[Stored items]
════════

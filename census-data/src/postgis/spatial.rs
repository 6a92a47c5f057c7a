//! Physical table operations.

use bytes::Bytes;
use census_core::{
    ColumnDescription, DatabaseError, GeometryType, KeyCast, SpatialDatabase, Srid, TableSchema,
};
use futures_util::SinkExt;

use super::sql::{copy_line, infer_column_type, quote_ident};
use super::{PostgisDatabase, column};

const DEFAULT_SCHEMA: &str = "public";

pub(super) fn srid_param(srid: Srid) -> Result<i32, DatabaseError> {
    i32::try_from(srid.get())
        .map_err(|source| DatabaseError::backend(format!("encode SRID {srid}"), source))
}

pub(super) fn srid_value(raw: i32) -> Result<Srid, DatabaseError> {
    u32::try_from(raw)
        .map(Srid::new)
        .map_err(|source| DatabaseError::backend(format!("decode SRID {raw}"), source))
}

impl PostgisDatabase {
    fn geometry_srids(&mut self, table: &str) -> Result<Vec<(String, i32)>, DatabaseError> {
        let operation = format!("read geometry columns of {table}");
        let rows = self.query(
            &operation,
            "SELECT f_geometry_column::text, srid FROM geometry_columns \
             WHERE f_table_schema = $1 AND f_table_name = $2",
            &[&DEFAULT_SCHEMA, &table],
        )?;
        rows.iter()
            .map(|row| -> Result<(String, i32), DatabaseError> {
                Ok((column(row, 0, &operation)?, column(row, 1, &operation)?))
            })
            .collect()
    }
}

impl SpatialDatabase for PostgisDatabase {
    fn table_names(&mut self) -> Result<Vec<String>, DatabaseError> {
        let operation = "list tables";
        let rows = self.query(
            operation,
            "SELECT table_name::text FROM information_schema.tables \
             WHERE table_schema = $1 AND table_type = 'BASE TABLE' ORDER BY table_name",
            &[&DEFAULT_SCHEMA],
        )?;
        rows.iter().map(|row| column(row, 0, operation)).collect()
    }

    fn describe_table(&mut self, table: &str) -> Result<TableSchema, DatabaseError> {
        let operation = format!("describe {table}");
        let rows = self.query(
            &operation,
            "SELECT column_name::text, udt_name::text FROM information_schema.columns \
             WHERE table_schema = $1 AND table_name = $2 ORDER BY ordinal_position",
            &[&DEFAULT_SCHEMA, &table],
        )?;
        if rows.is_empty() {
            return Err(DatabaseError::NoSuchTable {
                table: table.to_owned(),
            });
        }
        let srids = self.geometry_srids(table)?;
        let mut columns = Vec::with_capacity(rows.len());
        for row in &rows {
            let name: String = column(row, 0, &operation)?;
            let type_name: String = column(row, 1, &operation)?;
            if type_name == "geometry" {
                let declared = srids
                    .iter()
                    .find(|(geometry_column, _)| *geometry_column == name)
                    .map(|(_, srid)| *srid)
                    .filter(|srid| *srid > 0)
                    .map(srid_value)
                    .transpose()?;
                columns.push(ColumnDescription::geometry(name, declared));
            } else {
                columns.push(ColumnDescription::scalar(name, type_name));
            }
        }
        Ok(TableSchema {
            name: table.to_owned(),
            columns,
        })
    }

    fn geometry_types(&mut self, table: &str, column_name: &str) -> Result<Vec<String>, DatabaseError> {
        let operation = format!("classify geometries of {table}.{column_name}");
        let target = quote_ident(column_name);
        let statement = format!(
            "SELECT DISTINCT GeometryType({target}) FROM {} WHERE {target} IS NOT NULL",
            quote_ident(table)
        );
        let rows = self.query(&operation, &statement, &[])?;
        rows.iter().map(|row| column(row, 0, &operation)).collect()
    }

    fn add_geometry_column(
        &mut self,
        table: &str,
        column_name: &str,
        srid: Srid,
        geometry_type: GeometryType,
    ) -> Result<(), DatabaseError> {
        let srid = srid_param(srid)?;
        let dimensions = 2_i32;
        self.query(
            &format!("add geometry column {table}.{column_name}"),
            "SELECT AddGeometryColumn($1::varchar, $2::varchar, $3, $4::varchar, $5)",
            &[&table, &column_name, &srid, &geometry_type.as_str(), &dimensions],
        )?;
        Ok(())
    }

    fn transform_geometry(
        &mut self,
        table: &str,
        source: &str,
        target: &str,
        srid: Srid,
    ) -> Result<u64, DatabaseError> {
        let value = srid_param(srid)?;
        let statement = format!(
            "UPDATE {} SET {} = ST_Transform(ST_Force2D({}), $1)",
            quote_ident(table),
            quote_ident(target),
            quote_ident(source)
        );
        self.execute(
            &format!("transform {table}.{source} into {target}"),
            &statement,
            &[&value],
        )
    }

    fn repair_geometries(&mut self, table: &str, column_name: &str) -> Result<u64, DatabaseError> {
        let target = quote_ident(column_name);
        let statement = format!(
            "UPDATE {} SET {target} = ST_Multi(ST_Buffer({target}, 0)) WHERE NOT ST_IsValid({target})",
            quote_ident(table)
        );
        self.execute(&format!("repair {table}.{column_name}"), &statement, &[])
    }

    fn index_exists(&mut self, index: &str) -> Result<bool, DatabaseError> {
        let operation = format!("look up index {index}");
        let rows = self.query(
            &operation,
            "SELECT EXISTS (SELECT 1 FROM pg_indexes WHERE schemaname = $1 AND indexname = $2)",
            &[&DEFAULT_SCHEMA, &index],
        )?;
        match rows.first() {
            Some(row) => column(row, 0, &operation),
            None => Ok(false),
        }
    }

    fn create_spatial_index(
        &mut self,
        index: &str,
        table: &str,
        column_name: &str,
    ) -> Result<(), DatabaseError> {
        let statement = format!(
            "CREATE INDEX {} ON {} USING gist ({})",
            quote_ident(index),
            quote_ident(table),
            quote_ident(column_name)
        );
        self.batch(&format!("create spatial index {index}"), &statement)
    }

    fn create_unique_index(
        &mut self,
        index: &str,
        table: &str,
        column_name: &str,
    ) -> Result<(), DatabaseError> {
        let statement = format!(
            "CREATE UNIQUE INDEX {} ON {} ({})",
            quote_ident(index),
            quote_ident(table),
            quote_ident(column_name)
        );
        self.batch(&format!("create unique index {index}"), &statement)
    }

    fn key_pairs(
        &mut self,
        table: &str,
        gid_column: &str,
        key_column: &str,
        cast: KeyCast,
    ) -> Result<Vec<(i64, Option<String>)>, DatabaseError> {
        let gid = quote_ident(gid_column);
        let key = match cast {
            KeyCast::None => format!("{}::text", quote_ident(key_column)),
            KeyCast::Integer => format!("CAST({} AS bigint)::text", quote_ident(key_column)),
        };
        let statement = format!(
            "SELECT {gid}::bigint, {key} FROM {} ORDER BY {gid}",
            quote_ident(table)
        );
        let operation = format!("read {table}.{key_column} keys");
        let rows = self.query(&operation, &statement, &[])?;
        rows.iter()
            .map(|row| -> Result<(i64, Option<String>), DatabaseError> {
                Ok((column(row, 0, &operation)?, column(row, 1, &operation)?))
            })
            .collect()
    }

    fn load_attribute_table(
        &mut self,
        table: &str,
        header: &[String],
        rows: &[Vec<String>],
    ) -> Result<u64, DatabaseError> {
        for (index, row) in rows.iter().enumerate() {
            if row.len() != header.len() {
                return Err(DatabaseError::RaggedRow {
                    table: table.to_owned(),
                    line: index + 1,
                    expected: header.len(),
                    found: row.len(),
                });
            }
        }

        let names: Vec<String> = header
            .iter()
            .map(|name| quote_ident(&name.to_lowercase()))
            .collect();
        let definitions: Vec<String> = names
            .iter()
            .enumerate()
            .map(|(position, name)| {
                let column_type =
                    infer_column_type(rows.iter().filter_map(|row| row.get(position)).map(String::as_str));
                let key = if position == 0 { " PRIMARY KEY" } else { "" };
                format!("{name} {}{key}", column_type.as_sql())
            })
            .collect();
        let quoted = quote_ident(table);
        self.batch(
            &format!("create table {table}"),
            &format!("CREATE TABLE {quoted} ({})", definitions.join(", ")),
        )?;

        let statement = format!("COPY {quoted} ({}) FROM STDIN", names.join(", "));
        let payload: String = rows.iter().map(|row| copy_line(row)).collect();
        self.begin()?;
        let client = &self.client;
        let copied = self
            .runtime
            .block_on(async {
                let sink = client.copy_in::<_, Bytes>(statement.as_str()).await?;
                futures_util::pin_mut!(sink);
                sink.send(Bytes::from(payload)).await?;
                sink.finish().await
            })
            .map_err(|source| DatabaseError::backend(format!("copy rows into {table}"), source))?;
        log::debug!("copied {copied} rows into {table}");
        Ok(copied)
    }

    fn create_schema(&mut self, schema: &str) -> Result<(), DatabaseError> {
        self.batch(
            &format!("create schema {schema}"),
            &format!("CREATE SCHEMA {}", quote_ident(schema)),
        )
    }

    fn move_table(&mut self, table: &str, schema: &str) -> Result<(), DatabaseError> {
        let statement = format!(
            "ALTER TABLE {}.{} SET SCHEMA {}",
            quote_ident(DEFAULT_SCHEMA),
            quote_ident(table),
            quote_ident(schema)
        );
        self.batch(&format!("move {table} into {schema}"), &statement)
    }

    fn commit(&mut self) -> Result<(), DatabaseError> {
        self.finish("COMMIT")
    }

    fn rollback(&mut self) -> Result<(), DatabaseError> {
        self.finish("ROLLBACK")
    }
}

════════

- _Problem_: Copy exactly the line containing "self.begin()?;" and each line after it through the end of the records above.

- _Answer below_:
        self.begin()?;
        let client = &self.client;
        let copied = self
            .runtime
            .block_on(async {
                let sink = client.copy_in::<_, Bytes>(statement.as_str()).await?;
                futures_util::pin_mut!(sink);
                sink.send(Bytes::from(payload)).await?;
                sink.finish().await
            })
            .map_err(|source| DatabaseError::backend(format!("copy rows into {table}"), source))?;
        log::debug!("copied {copied} rows into {table}");
        Ok(copied)
    }

    fn create_schema(&mut self, schema: &str) -> Result<(), DatabaseError> {
        self.batch(
            &format!("create schema {schema}"),
            &format!("CREATE SCHEMA {}", quote_ident(schema)),
        )
    }

    fn move_table(&mut self, table: &str, schema: &str) -> Result<(), DatabaseError> {
        let statement = format!(
            "ALTER TABLE {}.{} SET SCHEMA {}",
            quote_ident(DEFAULT_SCHEMA),
            quote_ident(table),
            quote_ident(schema)
        );
        self.batch(&format!("move {table} into {schema}"), &statement)
    }

    fn commit(&mut self) -> Result<(), DatabaseError> {
        self.finish("COMMIT")
    }

    fn rollback(&mut self) -> Result<(), DatabaseError> {
        self.finish("ROLLBACK")
    }
}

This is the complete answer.